In fine, absorbing detail, Mr. Hatcher tells the story month by month, year by year. Each chapter opens with a rubric outlining what is definitively known, and follows with a mélange of astonishingly detailed but imagined reconstruction of what happened to the people of this typical English village. His writing manages by its simple economy to be so vivid that one feels quite acutely the leaden press of the calamity: One wants to weep for the passing of the men and women who fell victim, to rejoice for the courage and luck of those who survived, and to give thanks that the community itself managed somehow to hang on, and recover.

As recover it did — as did all of England, eventually. Walsham survived what seemed the unsurvivable, and grew back to its former size and strength. Seven centuries later, it is once again a pretty little village, with one church and two manors, a nice pub, a batik instructor, kickboxing classes, a flourishing soccer club that sports its own Web site, and 32 gardens that are open to the public in summer on purchase of a five-pound pass.

But more than the merely physical weathered the calamity. Historians have long posited a bewildering array of consequences of the plague.
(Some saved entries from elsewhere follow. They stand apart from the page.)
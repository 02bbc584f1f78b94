//! Core traits for the renderer system.
//!
//! [`RenderBackend`] is the output-surface seam: the scene owner and the
//! viewport controller only talk to a backend through it, so the same
//! lifecycle drives the wgpu renderer and the headless bookkeeping backend.

mod backend;

pub use backend::*;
The reduced population made the peasantry more valuable as workers, made them aware of their value, gave them muscle in the market, and gave rise to social mobility. Language changed as people moved across the land, and dialect was diluted. More land became available. Food supplies increased. The failure of the church to offer good reason for the pestilence weakened its hold, giving new power to skepticism and secularism.

And the makings of the England that these changes helped fashion — today’s democratic, capitalist, and more-or-less secular England — are all on view in the village that for the last two centuries has called itself Walsham-le-Willows, a lovely new name for a community that once went through a terrible time, and emerged all the better for it.

Mr. Winchester is the author of “The Professor and the Madman,” “Krakatoa: The Day The World Exploded,” and “A Crack in the Edge of the World.” His latest book is “The Man Who Loved China.”